高畑容疑者が坂上忍氏に失礼なことを言ったあと、母親の淳子さんが謝りにきたというのはおかしな話です。ほんとうに失礼なことを言ったのなら、淳子さんは息子に「今度会ったら謝っておきなさい」と言うべきです。おとななのですから、本人が謝るのが当然です。

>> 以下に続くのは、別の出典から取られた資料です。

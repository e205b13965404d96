//! Object identity, lifecycle and the behavior traits.
//!
//! This module defines what an object *is*:
//!
//! - [`ObjectId`] and the allocator functions that produce it
//! - [`InstanceStatus`], the lifecycle of an object's in-memory instance
//! - [`ObjectBehavior`] / [`ObjectFactory`], implemented by application code
//! - [`ObjectContext`], passed to every turn
//! - [`Request`] / [`Response`], the envelopes exchanged with objects

mod behavior;
mod context;
pub mod id;
mod lifecycle;
mod message;

pub use behavior::{ObjectBehavior, ObjectFactory};
pub use context::ObjectContext;
pub use id::{
    id_from_name, id_from_string, new_unique_id, IdKind, Jurisdiction, ObjectId, ID_LEN,
    MAX_NAME_LEN,
};
pub use lifecycle::{EvictionReason, InstanceStatus};
pub use message::{Request, Response};

pub(crate) use id::namespace_tag;
pub(crate) use lifecycle::StatusCell;
//! Execution context handed to object behaviors.

use std::fmt;
use std::sync::{Arc, Weak};

use crate::namespace::Namespace;
use crate::object::ObjectId;
use crate::router::InstanceRouter;
use crate::storage::Storage;

/// Everything a behavior can reach during a turn.
///
/// - its own [`ObjectId`]
/// - its [`Storage`], scoped to that id
/// - other namespaces of the same runtime, for calling other objects
///
/// Contexts are cheap to clone. They hold the router weakly, so a behavior
/// that outlives its runtime simply finds no namespaces.
#[derive(Clone)]
pub struct ObjectContext {
    id: ObjectId,
    storage: Storage,
    router: Weak<InstanceRouter>,
}

impl ObjectContext {
    pub(crate) fn new(id: ObjectId, storage: Storage, router: Weak<InstanceRouter>) -> Self {
        Self {
            id,
            storage,
            router,
        }
    }

    /// Identity of the object running this turn.
    pub fn id(&self) -> &ObjectId {
        &self.id
    }

    /// Durable storage of this object.
    pub fn storage(&self) -> &Storage {
        &self.storage
    }

    /// Look up a namespace bound in the same runtime.
    ///
    /// Returns `None` if no namespace has that name or the runtime is gone.
    /// Calling an object in your own namespace is allowed; calling *yourself*
    /// waits behind your own turn, so bound it with
    /// [`invoke_timeout`](crate::ObjectStub::invoke_timeout).
    pub fn namespace(&self, name: &str) -> Option<Namespace> {
        let router: Arc<InstanceRouter> = self.router.upgrade()?;
        router.namespace(name)
    }
}

impl fmt::Debug for ObjectContext {
    fn fmt(&self, f: &mut fmt::Formatter<'_>) -> fmt::Result {
        f.debug_struct("ObjectContext")
            .field("id", &self.id)
            .finish_non_exhaustive()
    }
}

母親がこんなことをしていては、いつまでたっても子どもは自立しません。
 
そういう意味では、このケースは母親に大いに責任があるというべきでしょう。
 
 
ところで、「子どもが20歳すぎれば親に責任はない」ということは、裏を返せば「子どもが20歳未満であれば親に責任がある」ということになるはずです。
 
8月23日に埼玉県東松山市の河川敷で16歳の井上翼さんが半ば砂に埋まった遺体で発見された事件で、知人の16歳の少年が父親に付き添われて警察に出頭し、警察は25日、殺人容疑で少年を逮捕しました。そして26日、警察はさらに少年4人を殺人容疑で逮捕しました。
 
容疑者はみんな20歳未満ですから、親の責任を問う声が沸き起こっていいはずです。
しかし、今のところそういう声は聞きませんし、おそらくこれからも聞かないでしょう。
要するに子どもが20歳以上であろうと20歳未満であろうと、親の責任が問われることはないのです(民事裁判では親が賠償責任を負ったりしますが、子どもに責任能力がないので親が肩代わりするだけで、親の行為の責任が問われるわけではありません)
 
オリンピックで選手がメダルを取ると、その選手を育てた親にも脚光が当たり、称賛されます。
だったら、若者が犯罪をすれば、その若者を育てた親が批判され、責任が問われるのは当然のことです。
 
この責任というのは「教育責任」のことです。
この責任が曖昧なために、かえって親への批判が陰湿化しています。
 
子どもが懲役10年の罪を犯した場合、親と子で折半して5年ずつ服役するというのがひとつのやり方です。
こうすれば親はいい加減な教育ができなくなり、真剣に教育に取り組むはずです。
あるいは、子どもの世話だけをして教育はしないというやり方もあります(これは結果的に子どもの人格を尊重することになります)
いずれにせよ、無責任な親が横行する今よりよくなることは確実です。